I assumed I was misunderstanding. I said, “You mean like newsgroups from the early 90s? Those newsgroups? USENET?”
As many of you may know, book publicists and marketers are generally fairly young. USENET and newsgroups are part of the old days of the Internet. When I read this, I was first like, “what are newsgroups?” And then when I Googled and remembered the early days of the Internet, it struck me as really weird that any book marketer would suggest such a thing. I mean, why not say, “social media” or “Twitter,” even. That would make more sense to me and ring more true — but probably wouldn’t make the publisher seem as stupid for Trunk’s blog post.
One book marketer I know at a major publishing company said of this and of the post, “I found her post — and her lumping of an entire industry into one dysfunctional unit — completely infuriating.”
I cannot in a million years see this person even say the word “newsgroups.”
She writes, “More than 85% of books sales are online, mostly at Amazon.”
This “fact” I think stuck out more than anything else for publishing industry folk who read it. Where is this coming from?
Let’s do some back-of-napkin math. It’s gonna get really fuzzy, so stay with me.
Based on the latest AAP numbers, the trade publishing industry had a shade under $2 billion in revenue in the first quarter. If only 15% of book sales happen in stores, that means that for the first quarter, only about $300 million in book sales happened in stores.
Here’s just one reason why I don’t think this makes any sense. Just look at Barnes & Noble alone. According to its latest quarterly report for its quarter ending January 28, 2012, its retail stores alone had nearly $1.5 billion in revenue. Two things: that’s the Christmas quarter and that’s also accounting for selling more than books.
But B&N is averaging about $1.1 billion per quarter in revenue for its retail stores for the first three quarters of the year (not counting its college stores where a lot of books are sold, too). If B&N made only 25% of its money from retail from selling books in its stores, it’s still only $25 million shy of the paltry $300 million that Trunk suggests are sold in stores. That’s $25 million in revenue for the 1,600 independent bookstores in the U.S., plus all the supermarkets and Wal-Marts and Books-A-Million and Hudson News…etc. etc.
Now, this math is fuzzy as anything I’ve ever seen, but I just don’t know how she can be right. Moreover, where did she get this 85% number?
All that said, we have here the case of an author who claims she is upset at her publisher because her publisher wasn’t going to market her book the way she wanted.
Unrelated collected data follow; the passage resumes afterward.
//! Length validators
//!
//! Strings are measured in characters; sequences and maps by entry count.

use crate::foundation::RuleError;

crate::rule! {
    /// Validates the length of a string, sequence or map.
    #[derive(Copy, PartialEq, Eq, Hash)]
    pub Length { min: usize, max: Option<usize> };
    check(self, value) {
        let len = value
            .len()
            .ok_or_else(|| RuleError::invalid("value must be a sequence, map, or string"))?;
        match self.max {
            _ if len < self.min => Err(RuleError::invalid(format!(
                "length must be at least {}",
                self.min
            ))),
            Some(max) if len > max => Err(RuleError::invalid(format!(
                "length must not exceed {max}"
            ))),
            _ => Ok(()),
        }
    }
    new(min: usize, max: usize) { Self { min, max: Some(max) } }
    fn length(min: usize, max: usize);
}

impl Length {
    /// Only a lower bound.
    #[must_use]
    pub fn at_least(min: usize) -> Self {
        Self { min, max: None }
    }

    /// Only an upper bound.
    #[must_use]
    pub fn at_most(max: usize) -> Self {
        Self { min: 0, max: Some(max) }
    }
}

/// Validates that the length is at least `min`.
#[must_use]
pub fn min_length(min: usize) -> Length {
    Length::at_least(min)
}

/// Validates that the length is at most `max`.
#[must_use]
pub fn max_length(max: usize) -> Length {
    Length::at_most(max)
}

#[cfg(test)]
mod tests {
    use super::*;
    use crate::foundation::{Inspect, Rule, Value};

    #[test]
    fn test_string_length_counts_characters() {
        assert!(length(2, 3).validate(&"äöü".inspect()).is_ok());
        assert_eq!(
            length(2, 3).validate(&"a".inspect()),
            Err(RuleError::invalid("length must be at least 2"))
        );
        assert_eq!(
            length(2, 3).validate(&"abcd".inspect()),
            Err(RuleError::invalid("length must not exceed 3"))
        );
    }

    #[test]
    fn test_collections() {
        assert!(min_length(1).validate(&vec!["a"].inspect()).is_ok());
        assert!(min_length(1).validate(&Vec::<String>::new().inspect()).is_err());
        assert!(max_length(1).validate(&Value::Map(vec![])).is_ok());
    }

    #[test]
    fn test_unmeasurable() {
        assert_eq!(
            min_length(1).validate(&Value::Int(5)),
            Err(RuleError::invalid("value must be a sequence, map, or string"))
        );
    }
}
While many of the statements in the post reek of inaccuracy, I think there’s a lesson here: Publishers need to satisfy their authors’ when it comes to how they will market their books.
I can imagine that if I’m with a publisher and they don’t convince me when we meet that they will be able to add value to the marketing efforts of my book, I might begin to question our relationship (a relationship that obviously extends far beyond marketing).